Medan, Optimaise News – Gelombang doa dan belasungkawa komunitas dangdut membanjiri linimasa setelah kabar kepergian Dedi Swandi alias Deswa beredar. Finalis 9 Besar Dangdut Academy musim pertama itu dikabarkan wafat sekitar 24 Juli 2026 usai berjuang melawan sakit.
Inti artikel
- Gelombang doa dan belasungkawa komunitas dangdut membanjiri linimasa setelah kabar kepergian Dedi Swandi alias Deswa beredar
- Finalis 9 Besar Dangdut Academy musim pertama itu dikabarkan wafat sekitar 24 Juli 2026 usai berjuang melawan sakit
- Sosok angkatan awal program itu masih dikenang lewat karakter vokal khas
Sosok angkatan awal program itu masih dikenang lewat karakter vokal khas. Optimaise News merangkum reaksi Ridho juara DA2, jejak kompetisi, serta pemisahan fakta dan spekulasi yang beredar di ruang publik.
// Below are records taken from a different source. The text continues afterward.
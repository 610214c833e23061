// SPDX-License-Identifier: PMPL-1.0-or-later
// Copyright (c) 2026 Jonathan D.A. Jewell (hyperpolymath) <jonathan.jewell@open.ac.uk>
//
// cardtrim — batch clean-up of generated tarot-card images.
//
// Entry point. Initialises logging, loads configuration, and dispatches to the
// subcommand handlers.

mod commands;
mod services;

use std::path::PathBuf;

use clap::{Parser, Subcommand};
use tracing_subscriber::EnvFilter;

use cardtrim_core::AppConfig;

#[derive(Parser)]
#[command(name = "cardtrim")]
#[command(about = "Remove card borders, key out green screens, and standardise card sizes")]
struct Cli {
    /// JSON configuration file (defaults apply to anything it leaves out)
    #[arg(long, global = true)]
    config: Option<PathBuf>,

    /// Directory holding the card images
    #[arg(long, global = true)]
    images_dir: Option<PathBuf>,

    /// Directory holding raw generator output
    #[arg(long, global = true)]
    generated_dir: Option<PathBuf>,

    /// Increase log verbosity (-v info, -vv debug)
    #[arg(short, long, action = clap::ArgAction::Count, global = true)]
    verbose: u8,

    #[command(subcommand)]
    command: Commands,
}

#[derive(Subcommand)]
enum Commands {
    /// Print mode, size, and aspect ratio of an image
    Info {
        /// Image to inspect
        path: PathBuf,
    },
    /// Report black or white border artifacts
    Detect {
        /// Analyse a single image instead of the whole images directory
        path: Option<PathBuf>,
    },
    /// Remove dark borders by making them transparent (or by cropping)
    FixDark {
        /// Images to fix; defaults to every image flagged with dark edges
        paths: Vec<PathBuf>,

        /// Crop to the card and resize back to the original size instead
        #[arg(long)]
        crop: bool,

        /// Write the transparency fix of one image to test_transparent.png
        #[arg(long, conflicts_with = "crop")]
        test: bool,
    },
    /// Remove black or white borders, then resize to the target size
    FixLight {
        /// Fix a single image in place instead of every light-edged image
        path: Option<PathBuf>,
    },
    /// Crop dark borders and fit to the target size
    Crop {
        /// Image to process; defaults to every image flagged with dark edges
        input: Option<PathBuf>,

        /// Where to write the result (defaults to overwriting the input)
        output: Option<PathBuf>,

        /// Only report the bounds that would be used
        #[arg(long, requires = "input")]
        preview: bool,

        /// With --preview, also write a copy with the bounds outlined
        #[arg(long, requires = "preview")]
        overlay: Option<PathBuf>,
    },
    /// Replace green-screen backgrounds with transparency
    Chroma,
    /// Letterbox every image to the target size as a _standard.png copy
    Standardize {
        /// Apply without asking for confirmation
        #[arg(short, long)]
        yes: bool,
    },
}

fn main() -> anyhow::Result<()> {
    let cli = Cli::parse();
    init_tracing(cli.verbose);

    let mut config = AppConfig::load_or_default(cli.config.as_deref())?;
    if let Some(dir) = cli.images_dir {
        config.images_dir = dir;
    }
    if let Some(dir) = cli.generated_dir {
        config.generated_dir = dir;
    }
    tracing::debug!(?config, "Configuration loaded");

    match cli.command {
        Commands::Info { path } => commands::info::run(&path),
        Commands::Detect { path } => commands::detect::run(&config, path.as_deref()),
        Commands::FixDark { paths, crop, test } => {
            let mode = if test {
                commands::fix_dark::Mode::Test
            } else if crop {
                commands::fix_dark::Mode::Crop
            } else {
                commands::fix_dark::Mode::Transparency
            };
            commands::fix_dark::run(&config, &paths, mode)
        }
        Commands::FixLight { path } => commands::fix_light::run(&config, path.as_deref()),
        Commands::Crop {
            input,
            output,
            preview,
            overlay,
        } => match (input, preview) {
            (Some(input), true) => commands::crop::preview(&config, &input, overlay.as_deref()),
            (Some(input), false) => commands::crop::run_single(&config, &input, output.as_deref()),
            (None, _) => commands::crop::run_batch(&config),
        },
        Commands::Chroma => commands::chroma::run(&config),
        Commands::Standardize { yes } => commands::standardize::run(&config, yes),
    }
}

/// Install the fmt subscriber. `RUST_LOG` wins; otherwise verbosity flags
/// pick the level, keeping stdout free of log noise by default.
fn init_tracing(verbose: u8) {
    let default_level = match verbose {
        0 => "warn",
        1 => "info",
        _ => "debug",
    };
    tracing_subscriber::fmt()
        .with_env_filter(
            EnvFilter::try_from_default_env().unwrap_or_else(|_| EnvFilter::new(default_level)),
        )
        .with_writer(std::io::stderr)
        .init();
}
Gelombang Doa dan Belasungkawa Memenuhi Media Sosial
Linimasa media sosial dipenuhi unggahan doa dari fans, alumni, dan penonton setia. Banyak yang mengingat penampilan Deswa di panggung musim pertama sebagai bagian memori bersama program.
Unggahan kenangan berganti dengan ucapan belasungkawa. Komunitas dangdut seolah menyatu dalam duka yang sama untuk finalis yang sempat menonjol di babak awal.
Arus dukungan ini menunjukkan posisi Deswa bukan sekadar peserta biasa. Ia bagian generasi pertama yang ikut membentuk kesan publik terhadap Dangdut Academy.
Pesan Ridho Juara Dangdut Academy 2 untuk Deswa

Ridho, juara Dangdut Academy 2, menyampaikan doa belasungkawa lewat unggahan di media sosial. Pesan itu langsung dibalas ratusan komentar duka dari warganet.
Ucapan Ridho terasa personal karena keduanya berasal dari jalur kompetisi serupa. Fans melihatnya sebagai tanda solidaritas antarangkatan yang masih terjaga.
Beberapa komentar di unggahan itu juga menyinggung dukungan penggemar Lesti Kejora yang sempat membantu perjuangan perawatan sebelumnya. Hal itu hanya sempat disebut sambil lalu di satu media, tapi tetap menambah nuansa perhatian luas.
Jejak hingga 9 Besar Musim Pertama dan Vokal yang Diingat

Deswa meraih posisi 9 Besar di Dangdut Academy musim pertama. Ia dikenal punya warna vokal khas yang membedakannya di antara finalis angkatan awal.
Penampilannya kerap diingat fans lama. Salah satu momen yang masih dilontarkan adalah saat tersenggol deswa academy; Tersenggol, Deswa D Academy Memang Ingin Pulang sempat jadi frasa yang melekat di benak penonton.
Jejak itu menempatkannya sebagai bagian generasi yang ikut membangun memori publik program. Bukan hanya biodata singkat, melainkan wajah yang mewakili semangat kompetisi dangdut televisi di masanya.
Asal Medan serta Yang Sudah dan Belum Terkonfirmasi soal Kepergiannya
Deswa disebut berasal dari Medan, tepatnya Tanjung Beringin, Serdang Bedagai, Sumatera Utara. Tanggal lahirnya 14 Desember, sementara tahun kelahiran belum dipublikasikan secara luas.
Optimaise News menyusun sintesis singkat agar pembaca tidak mencampur fakta dan dugaan. Yang sudah pasti: ia finalis 9 Besar DA1, kabar wafat beredar sekitar 24 Juli 2026 usai sakit, serta Ridho dan komunitas menyampaikan doa.
Yang masih spekulasi: dugaan meningitis atau sakit selaput otak yang muncul di ruang publik dan sebagian media. Konfirmasi resmi dari keluarga belum ada. Umur pastinya juga belum terverifikasi publik.
Timeline ringkas kiprahnya: tampil dan bertahan hingga 9 Besar di musim pertama, lalu kabar duka muncul di 24 Juli 2026. Pemisahan ini penting agar duka tetap hormat pada fakta tanpa menelan rumor mentah.
Bagi fans, yang tinggal adalah doa dan kenangan vokal. Komunitas dangdut kini menjaga nama Deswa sebagai bagian dari angkatan yang pernah menghidupkan panggung.